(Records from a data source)
------------------------------------------------

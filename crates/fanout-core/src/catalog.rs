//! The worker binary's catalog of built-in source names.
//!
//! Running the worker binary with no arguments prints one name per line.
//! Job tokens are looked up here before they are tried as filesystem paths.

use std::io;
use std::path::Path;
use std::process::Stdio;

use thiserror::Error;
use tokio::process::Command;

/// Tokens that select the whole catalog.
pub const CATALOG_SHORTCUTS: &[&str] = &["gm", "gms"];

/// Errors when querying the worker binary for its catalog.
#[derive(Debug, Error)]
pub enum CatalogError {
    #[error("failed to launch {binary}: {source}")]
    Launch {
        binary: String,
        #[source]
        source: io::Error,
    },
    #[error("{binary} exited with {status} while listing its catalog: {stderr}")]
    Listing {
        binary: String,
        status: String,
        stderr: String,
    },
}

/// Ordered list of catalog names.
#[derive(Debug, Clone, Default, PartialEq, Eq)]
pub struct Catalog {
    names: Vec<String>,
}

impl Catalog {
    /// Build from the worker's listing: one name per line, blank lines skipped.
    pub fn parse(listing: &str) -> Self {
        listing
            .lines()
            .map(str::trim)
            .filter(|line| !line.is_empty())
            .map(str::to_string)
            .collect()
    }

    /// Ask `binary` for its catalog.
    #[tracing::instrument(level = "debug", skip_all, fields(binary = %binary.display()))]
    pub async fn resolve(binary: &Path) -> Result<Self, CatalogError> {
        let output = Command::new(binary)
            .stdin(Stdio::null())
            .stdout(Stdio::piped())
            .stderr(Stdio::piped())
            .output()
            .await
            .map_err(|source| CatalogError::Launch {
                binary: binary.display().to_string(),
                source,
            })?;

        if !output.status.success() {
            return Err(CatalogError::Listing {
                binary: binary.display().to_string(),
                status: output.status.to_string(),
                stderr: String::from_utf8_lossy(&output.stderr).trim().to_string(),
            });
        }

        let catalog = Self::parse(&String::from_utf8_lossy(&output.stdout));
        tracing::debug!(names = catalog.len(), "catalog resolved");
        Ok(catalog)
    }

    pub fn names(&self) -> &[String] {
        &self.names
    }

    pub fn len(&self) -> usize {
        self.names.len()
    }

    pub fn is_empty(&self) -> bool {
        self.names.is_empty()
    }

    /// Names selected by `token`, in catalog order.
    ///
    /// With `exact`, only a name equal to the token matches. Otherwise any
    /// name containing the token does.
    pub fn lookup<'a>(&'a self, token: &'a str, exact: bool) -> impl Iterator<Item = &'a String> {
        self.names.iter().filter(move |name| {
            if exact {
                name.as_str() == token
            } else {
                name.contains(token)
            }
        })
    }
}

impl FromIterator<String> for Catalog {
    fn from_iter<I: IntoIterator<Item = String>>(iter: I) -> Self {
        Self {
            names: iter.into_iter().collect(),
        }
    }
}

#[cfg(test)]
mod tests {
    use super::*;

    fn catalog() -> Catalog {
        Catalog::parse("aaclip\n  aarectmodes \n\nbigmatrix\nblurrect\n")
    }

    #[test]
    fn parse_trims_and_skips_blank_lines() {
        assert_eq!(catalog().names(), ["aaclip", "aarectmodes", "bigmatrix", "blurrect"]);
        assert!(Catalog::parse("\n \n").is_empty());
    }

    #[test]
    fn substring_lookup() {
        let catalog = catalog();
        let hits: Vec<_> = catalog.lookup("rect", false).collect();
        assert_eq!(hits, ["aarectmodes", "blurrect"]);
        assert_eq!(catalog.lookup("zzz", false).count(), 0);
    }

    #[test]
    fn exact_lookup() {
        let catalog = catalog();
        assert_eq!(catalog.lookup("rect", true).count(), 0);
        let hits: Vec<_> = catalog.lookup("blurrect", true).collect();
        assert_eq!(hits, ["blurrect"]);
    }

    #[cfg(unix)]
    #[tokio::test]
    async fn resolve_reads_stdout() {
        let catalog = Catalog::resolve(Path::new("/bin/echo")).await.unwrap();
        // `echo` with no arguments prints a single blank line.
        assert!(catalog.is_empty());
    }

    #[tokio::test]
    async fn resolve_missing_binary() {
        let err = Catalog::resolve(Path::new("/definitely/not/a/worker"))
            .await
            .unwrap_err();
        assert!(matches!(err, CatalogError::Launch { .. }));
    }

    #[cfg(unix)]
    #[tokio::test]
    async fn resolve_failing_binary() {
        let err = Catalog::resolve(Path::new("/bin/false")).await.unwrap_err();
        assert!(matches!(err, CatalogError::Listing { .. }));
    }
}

------------------------------------------------

In the entries above, how many lines hold the word "hits"? State the number only.

4